FIG. 1 is a block diagram illustrating a computing system according to embodiments of the inventive concept.

FIG. 2 is a block diagram illustrating a memory device according to embodiments of the inventive concept.

FIG. 3 is a block diagram illustrating a bank according to embodiments of the inventive concept.

FIG. 4 is a conceptual diagram illustrating a portion of the memory cell array of FIG. 3.

FIG. 5 is a block diagram illustrating another example of a bank having a structure for supporting error-independent coverages or sections independent of each other with regard to a row-dependent error.

FIG. 6 is a conceptual diagram illustrating an example of the memory cell array of FIG. 5.

FIG. 7 is a block diagram illustrating another example of a bank having a structure for supporting error-independent coverages or sections independent of each other with regard to a row-dependent error.

FIG. 8 is a conceptual diagram illustrating a portion of the memory cell array of FIG. 7.

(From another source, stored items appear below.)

//! Seam to the media upload service.

use std::path::Path;

use url::Url;

use crate::errors::RepoError;

/// What the upload service hands back for a stored file.
#[derive(Debug, Clone, PartialEq)]
pub struct UploadedMedia {
    pub url: String,
    /// Seconds, when the service can tell (videos)
    pub duration: Option<f64>,
}

#[allow(async_fn_in_trait)]
pub trait MediaUploader: Send + Sync {
    /// Upload a local file. `None` means the service produced nothing.
    async fn upload(&self, path: &Path) -> Result<Option<UploadedMedia>, RepoError>;
}

/// Upload `path` and insist on a usable absolute URL.
pub async fn upload_required<U>(uploader: &U, path: &Path, what: &str) -> Result<UploadedMedia, RepoError>
where
    U: MediaUploader,
{
    let media = uploader
        .upload(path)
        .await?
        .ok_or_else(|| RepoError::UpstreamFailure {
            message: format!("{what} upload returned nothing"),
        })?;
    if media.url.trim().is_empty() {
        return Err(RepoError::UpstreamFailure {
            message: format!("{what} upload returned an empty url"),
        });
    }
    Url::parse(&media.url).map_err(|err| RepoError::UpstreamFailure {
        message: format!("{what} upload returned an unusable url `{}`: {err}", media.url),
    })?;
    Ok(media)
}

/// Deterministic uploader: maps a file to `<base>/<file name>` without
/// touching the network. Used for seeding and tests.
#[derive(Debug, Clone)]
pub struct PrefixUploader {
    base: Url,
    duration: Option<f64>,
}

impl PrefixUploader {
    pub fn new(base: &str) -> Result<Self, RepoError> {
        let base = Url::parse(base).map_err(|err| RepoError::invalid("base", err.to_string()))?;
        Ok(Self { base, duration: None })
    }

    /// Report this duration for every upload.
    pub fn with_duration(mut self, seconds: f64) -> Self {
        self.duration = Some(seconds);
        self
    }
}

impl MediaUploader for PrefixUploader {
    async fn upload(&self, path: &Path) -> Result<Option<UploadedMedia>, RepoError> {
        let Some(name) = path.file_name().and_then(|n| n.to_str()) else {
            return Ok(None);
        };
        let url = self
            .base
            .join(name)
            .map_err(|err| RepoError::UpstreamFailure { message: err.to_string() })?;
        Ok(Some(UploadedMedia {
            url: url.to_string(),
            duration: self.duration,
        }))
    }
}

FIG. 9 is a conceptual diagram illustrating an example in which a data block corresponding to data provides two or more error-independent coverages.

FIG. 10 is a conceptual diagram illustrating an example in which a data block corresponding to a cyclic redundancy code and a parity provides two or more error-independent coverages.

FIG. 11 is a conceptual diagram illustrating another example of data blocks of first memory devices of one channel, for example, a first channel of a memory module.

FIG. 12 is a flowchart illustrating in one example a method of operating a computing system according to embodiments of the inventive concept.

FIG. 13 is a conceptual diagram illustrating an example in which a computing device recovers a memory device at which a fault occurs, when an error occurs in one coverage.

FIG. 14 is a flowchart illustrating in one example a method of operating a computing system according to embodiments of the inventive concept in which the computing system recovers a coverage having a first-type fault firstly occurring with a coverage of a memory device for ECC.

FIG. 15 is a conceptual diagram illustrating an example in which first-type replacement is first performed.

FIG. 16 is a conceptual diagram illustrating an example of recovering a memory device where first-type fault secondly occurs.

FIG. 17 is a flowchart illustrating in one example a method of operating a computing system according to embodiments of the inventive concept in which the computing system recovers a coverage having a first-type fault secondly occurring with a coverage of a memory device for ECC.

FIG. 18 is a conceptual diagram illustrating an example in which first-type replacement is secondly performed.

FIG. 19 is a conceptual diagram illustrating another example in which a computing device recovers a memory device at which a fault occurs, when an error occurs in a data block.

FIG. 20 is a flowchart illustrating in one example a method of operating a computing system according to embodiments of the inventive concept in which the computing system recovers a coverage having a second-type fault with a coverage of a memory device for ECC.

FIG. 21 is a conceptual diagram illustrating an example in which second-type replacement is performed.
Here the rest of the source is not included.